Days after a government official in Hawaii accidentally issued a missile alert, a broadcaster in Japan did the same thing.
“North Korea appears to have launched a missile ... The government urges people to take shelter inside buildings or underground,” the alert sent by NHK read, Reuters reports.
The alert was corrected soon after.
Just received an alert from NHK “NK appears to have fired a missile, evacuate inside a building”- 5min later it said it was a false alarm pic.twitter.com/IgMWHRaJu2— Yumi Asada (@yumi_asada) January 16, 2018
"The news alert sent earlier about NK missile was a mistake. No government J alert was issued,” the broadcaster said on-air.
The mistake comes days after Hawaiian residents received an alert about an incoming ballistic missile.
“BALLISTIC MISSILE THREAT INBOUND TO HAWAII. SEEK IMMEDIATE SHELTER. THIS IS NOT A DRILL,” the alert stated, prompting widespread panic.
That false alarm was not corrected for another 38 minutes, however.
The Hawaii Emergency Management Agency employee was supposed to choose the option “test missile alert” from a drop-down menu, but accidentally chose “Missile alert” instead.
The employee has since been reassigned.
“All we will say is that the individual has been temporarily reassigned within our Emergency Operations Center pending the outcome of our internal investigation,” Richard Rapoza, spokesman for the Hawaii Emergency Management Agency, told NBC News.
Federal Communications Commission Chairman Ajit Pai said the false alarm was “absolutely unacceptable” and an investigation was underway.

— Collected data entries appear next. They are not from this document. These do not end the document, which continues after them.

//! The extraction state machine.
//!
//! `Received -> Normalized -> Structuring -> {Validated, Degraded, Failed}`.
//! Retry policy lives here, not in the adapter: each invocation gets its own
//! bounded attempt budget and backoff, and the only suspension point is the
//! adapter call, so dropping the future cancels the retry loop cleanly.

use std::time::Duration;

use serde::Serialize;
use tracing::{debug, info, warn};

use crate::extraction::heuristic::HeuristicExtractor;
use crate::extraction::normalize::{normalize, NormalizedText, RawDocument};
use crate::extraction::structurer::{
    FieldSchema, StructuredExtraction, Structurer, StructuringError,
};
use crate::extraction::ExtractionError;
use crate::fusion::CandidateProfile;

/// States the machine moves through. `Validated` and `Degraded` both carry a
/// usable profile; `Failed` is the only terminal error state.
#[derive(Debug, Clone, Copy, PartialEq, Eq, Serialize)]
#[serde(rename_all = "snake_case")]
pub enum ExtractionState {
    Received,
    Normalized,
    Structuring,
    Validated,
    Degraded,
    Failed,
}

/// How the accepted profile was produced.
#[derive(Debug, Clone, Copy, PartialEq, Eq, Serialize)]
#[serde(rename_all = "snake_case")]
pub enum ExtractionMode {
    Structured,
    Heuristic,
}

/// A successful extraction: a profile, the overall confidence, and the state
/// trace for observability.
#[derive(Debug)]
pub struct ExtractionOutcome {
    pub profile: CandidateProfile,
    pub confidence: f64,
    pub mode: ExtractionMode,
    pub trace: Vec<ExtractionState>,
}

impl ExtractionOutcome {
    pub fn is_degraded(&self) -> bool {
        self.mode == ExtractionMode::Heuristic
    }
}

/// Knobs for one extraction invocation. Retry state is never shared across
/// invocations.
#[derive(Debug, Clone)]
pub struct ExtractionPolicy {
    /// Confidence at or above which a structured result is accepted.
    pub acceptance_threshold: f64,
    /// Ceiling applied to heuristic-derived field confidences.
    pub heuristic_ceiling: f64,
    /// Per-attempt timeout on the structuring call.
    pub attempt_timeout: Duration,
    /// Retries after the first attempt (2 means up to 3 attempts total).
    pub max_retries: u32,
    /// Base backoff; doubles per retry.
    pub backoff_base: Duration,
}

impl Default for ExtractionPolicy {
    fn default() -> Self {
        Self {
            acceptance_threshold: 0.6,
            heuristic_ceiling: 0.4,
            attempt_timeout: Duration::from_secs(30),
            max_retries: 2,
            backoff_base: Duration::from_millis(500),
        }
    }
}

/// Runs the full extraction pipeline over one document.
pub async fn run_extraction(
    doc: &RawDocument,
    structurer: Option<&dyn Structurer>,
    heuristic: &HeuristicExtractor,
    policy: &ExtractionPolicy,
) -> Result<ExtractionOutcome, ExtractionError> {
    let mut trace = vec![ExtractionState::Received];

    let text = match normalize(doc) {
        Ok(text) => text,
        Err(e) => {
            trace.push(ExtractionState::Failed);
            warn!("Extraction failed before normalization: {e}");
            return Err(e);
        }
    };
    trace.push(ExtractionState::Normalized);

    if let Some(structurer) = structurer {
        trace.push(ExtractionState::Structuring);
        let schema = FieldSchema::candidate_profile();

        match structure_with_retries(structurer, &text, &schema, policy).await {
            Ok(extraction) if extraction.confidence >= policy.acceptance_threshold => {
                trace.push(ExtractionState::Validated);
                info!(
                    confidence = extraction.confidence,
                    ?trace,
                    "Structured extraction accepted"
                );
                return Ok(ExtractionOutcome {
                    profile: extraction.profile,
                    confidence: extraction.confidence,
                    mode: ExtractionMode::Structured,
                    trace,
                });
            }
            Ok(extraction) => {
                info!(
                    confidence = extraction.confidence,
                    threshold = policy.acceptance_threshold,
                    "Structured extraction below acceptance threshold, falling back"
                );
            }
            Err(e) => {
                warn!("Structuring unavailable or exhausted: {e}");
            }
        }
    } else {
        debug!("No structuring capability configured");
    }

    // Degraded path: rule-based extraction with a hard confidence ceiling.
    let mut profile = match heuristic.extract(&text) {
        Ok(profile) => profile,
        Err(e) => {
            trace.push(ExtractionState::Failed);
            warn!("Heuristic extraction failed: {e}");
            return Err(e);
        }
    };
    profile.clamp_confidence(policy.heuristic_ceiling);
    trace.push(ExtractionState::Degraded);
    info!(ceiling = policy.heuristic_ceiling, ?trace, "Heuristic extraction accepted");

    Ok(ExtractionOutcome {
        profile,
        confidence: policy.heuristic_ceiling,
        mode: ExtractionMode::Heuristic,
        trace,
    })
}

/// Calls the structurer with a per-attempt timeout and exponential backoff.
/// A non-transient error aborts immediately; a low-confidence success is
/// returned as-is for the caller to judge.
async fn structure_with_retries(
    structurer: &dyn Structurer,
    text: &NormalizedText,
    schema: &FieldSchema,
    policy: &ExtractionPolicy,
) -> Result<StructuredExtraction, StructuringError> {
    let mut last_error: Option<StructuringError> = None;

    for attempt in 0..=policy.max_retries {
        if attempt > 0 {
            let delay = policy.backoff_base * (1 << (attempt - 1));
            debug!(
                "Structuring attempt {attempt} failed, retrying after {}ms",
                delay.as_millis()
            );
            tokio::time::sleep(delay).await;
        }

        let result = tokio::time::timeout(policy.attempt_timeout, structurer.structure(text, schema))
            .await
            .map_err(|_| StructuringError::Timeout(policy.attempt_timeout))
            .and_then(|r| r);

        match result {
            Ok(extraction) => return Ok(extraction),
            Err(e) if e.is_transient() => {
                last_error = Some(e);
            }
            Err(e) => return Err(e),
        }
    }

    Err(last_error.unwrap_or(StructuringError::Unavailable))
}

#[cfg(test)]
mod tests {
    use super::*;
    use std::collections::BTreeSet;
    use std::sync::Arc;

    use bytes::Bytes;

    use crate::extraction::normalize::MediaType;
    use crate::extraction::structurer::testing::ScriptedStructurer;
    use crate::extraction::structurer::StructuredExtraction;
    use crate::fusion::FieldValue;
    use crate::taxonomy::Taxonomy;

    const RESUME_TEXT: &str = "\
Jane Doe
jane@example.com
Senior engineer, 8 years of Python and SQL.";

    fn doc(text: &str) -> RawDocument {
        RawDocument {
            bytes: Bytes::copy_from_slice(text.as_bytes()),
            media_type: MediaType::PlainText,
        }
    }

    fn heuristic() -> HeuristicExtractor {
        HeuristicExtractor::new(Arc::new(Taxonomy::default()))
    }

    fn fast_policy() -> ExtractionPolicy {
        ExtractionPolicy {
            backoff_base: Duration::from_millis(1),
            attempt_timeout: Duration::from_secs(5),
            ..Default::default()
        }
    }

    fn structured(confidence: f64) -> StructuredExtraction {
        StructuredExtraction {
            profile: CandidateProfile {
                email: Some(FieldValue::extracted("jane@example.com".into(), confidence)),
                skills: Some(FieldValue::extracted(
                    BTreeSet::from(["python".to_string()]),
                    confidence,
                )),
                ..Default::default()
            },
            confidence,
        }
    }

    #[tokio::test]
    async fn test_confident_structuring_is_validated() {
        let structurer = ScriptedStructurer::new([Ok(structured(0.9))]);
        let outcome = run_extraction(
            &doc(RESUME_TEXT),
            Some(&structurer),
            &heuristic(),
            &fast_policy(),
        )
        .await
        .unwrap();

        assert_eq!(outcome.mode, ExtractionMode::Structured);
        assert!((outcome.confidence - 0.9).abs() < 1e-9);
        assert_eq!(
            outcome.trace,
            vec![
                ExtractionState::Received,
                ExtractionState::Normalized,
                ExtractionState::Structuring,
                ExtractionState::Validated,
            ]
        );
        assert_eq!(structurer.call_count(), 1);
    }

    #[tokio::test]
    async fn test_low_confidence_falls_back_without_retry() {
        let structurer = ScriptedStructurer::new([Ok(structured(0.3))]);
        let outcome = run_extraction(
            &doc(RESUME_TEXT),
            Some(&structurer),
            &heuristic(),
            &fast_policy(),
        )
        .await
        .unwrap();

        assert_eq!(outcome.mode, ExtractionMode::Heuristic);
        // a low-confidence response is an answer, not a failure to retry
        assert_eq!(structurer.call_count(), 1);
        assert_eq!(*outcome.trace.last().unwrap(), ExtractionState::Degraded);
    }

    #[tokio::test]
    async fn test_transient_failures_retry_then_succeed() {
        let structurer = ScriptedStructurer::new([
            Err(StructuringError::Transient("503".into())),
            Err(StructuringError::Transient("503".into())),
            Ok(structured(0.8)),
        ]);
        let outcome = run_extraction(
            &doc(RESUME_TEXT),
            Some(&structurer),
            &heuristic(),
            &fast_policy(),
        )
        .await
        .unwrap();

        assert_eq!(outcome.mode, ExtractionMode::Structured);
        assert_eq!(structurer.call_count(), 3);
    }

    #[tokio::test]
    async fn test_exhausted_retries_degrade_to_heuristic() {
        let structurer = ScriptedStructurer::new([
            Err(StructuringError::Transient("a".into())),
            Err(StructuringError::Transient("b".into())),
            Err(StructuringError::Transient("c".into())),
        ]);
        let outcome = run_extraction(
            &doc(RESUME_TEXT),
            Some(&structurer),
            &heuristic(),
            &fast_policy(),
        )
        .await
        .unwrap();

        // initial attempt plus exactly two retries
        assert_eq!(structurer.call_count(), 3);
        assert_eq!(outcome.mode, ExtractionMode::Heuristic);
    }

    #[tokio::test]
    async fn test_unavailable_short_circuits_to_fallback() {
        let structurer = ScriptedStructurer::new([Err(StructuringError::Unavailable)]);
        let outcome = run_extraction(
            &doc(RESUME_TEXT),
            Some(&structurer),
            &heuristic(),
            &fast_policy(),
        )
        .await
        .unwrap();

        assert_eq!(structurer.call_count(), 1);
        assert_eq!(outcome.mode, ExtractionMode::Heuristic);
    }

    #[tokio::test]
    async fn test_no_structurer_goes_straight_to_heuristic() {
        let outcome = run_extraction(&doc(RESUME_TEXT), None, &heuristic(), &fast_policy())
            .await
            .unwrap();

        assert_eq!(outcome.mode, ExtractionMode::Heuristic);
        assert!(!outcome.trace.contains(&ExtractionState::Structuring));
    }

    #[tokio::test]
    async fn test_heuristic_confidence_never_exceeds_ceiling() {
        let outcome = run_extraction(&doc(RESUME_TEXT), None, &heuristic(), &fast_policy())
            .await
            .unwrap();

        let ceiling = fast_policy().heuristic_ceiling;
        assert!((outcome.confidence - ceiling).abs() < 1e-9);
        // rules carry higher internal confidences, all clamped on the way out
        let email = outcome.profile.email.as_ref().unwrap();
        assert!(email.confidence <= ceiling + 1e-9, "email {}", email.confidence);
        let name = outcome.profile.name.as_ref().unwrap();
        assert!(name.confidence <= ceiling + 1e-9, "name {}", name.confidence);
        let skills = outcome.profile.skills.as_ref().unwrap();
        assert!(skills.confidence <= ceiling + 1e-9, "skills {}", skills.confidence);
        let years = outcome.profile.years_experience.as_ref().unwrap();
        assert!(years.confidence <= ceiling + 1e-9, "years {}", years.confidence);
    }

    #[tokio::test]
    async fn test_empty_document_fails_without_structuring() {
        let structurer = ScriptedStructurer::new([Ok(structured(0.9))]);
        let err = run_extraction(&doc("   "), Some(&structurer), &heuristic(), &fast_policy())
            .await
            .unwrap_err();

        assert!(matches!(err, ExtractionError::UnreadableDocument(_)));
        assert_eq!(structurer.call_count(), 0);
    }

    #[tokio::test]
    async fn test_unparseable_text_is_terminal_after_fallback() {
        let err = run_extraction(&doc("!!! ???"), None, &heuristic(), &fast_policy())
            .await
            .unwrap_err();

        assert!(matches!(err, ExtractionError::HeuristicFailure(_)));
    }

    #[tokio::test]
    async fn test_timeout_counts_as_transient_attempt() {
        struct Hanging;
        #[async_trait::async_trait]
        impl Structurer for Hanging {
            async fn structure(
                &self,
                _text: &NormalizedText,
                _schema: &FieldSchema,
            ) -> Result<StructuredExtraction, StructuringError> {
                tokio::time::sleep(Duration::from_secs(3600)).await;
                unreachable!()
            }
        }

        let policy = ExtractionPolicy {
            attempt_timeout: Duration::from_millis(5),
            backoff_base: Duration::from_millis(1),
            ..Default::default()
        };
        let outcome = run_extraction(&doc(RESUME_TEXT), Some(&Hanging), &heuristic(), &policy)
            .await
            .unwrap();

        assert_eq!(outcome.mode, ExtractionMode::Heuristic);
    }
}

“Based on the information we have collected so far, it appears that the government of Hawaii did not have reasonable safeguards or process controls in place to prevent the transmission of a false alert,” Pai said in a statement. “Federal, state, and local officials throughout the country need to work together to identify any vulnerabilities to false alerts and do what’s necessary to fix them. We also must ensure that corrections are issued immediately in the event that a false alert does go out.”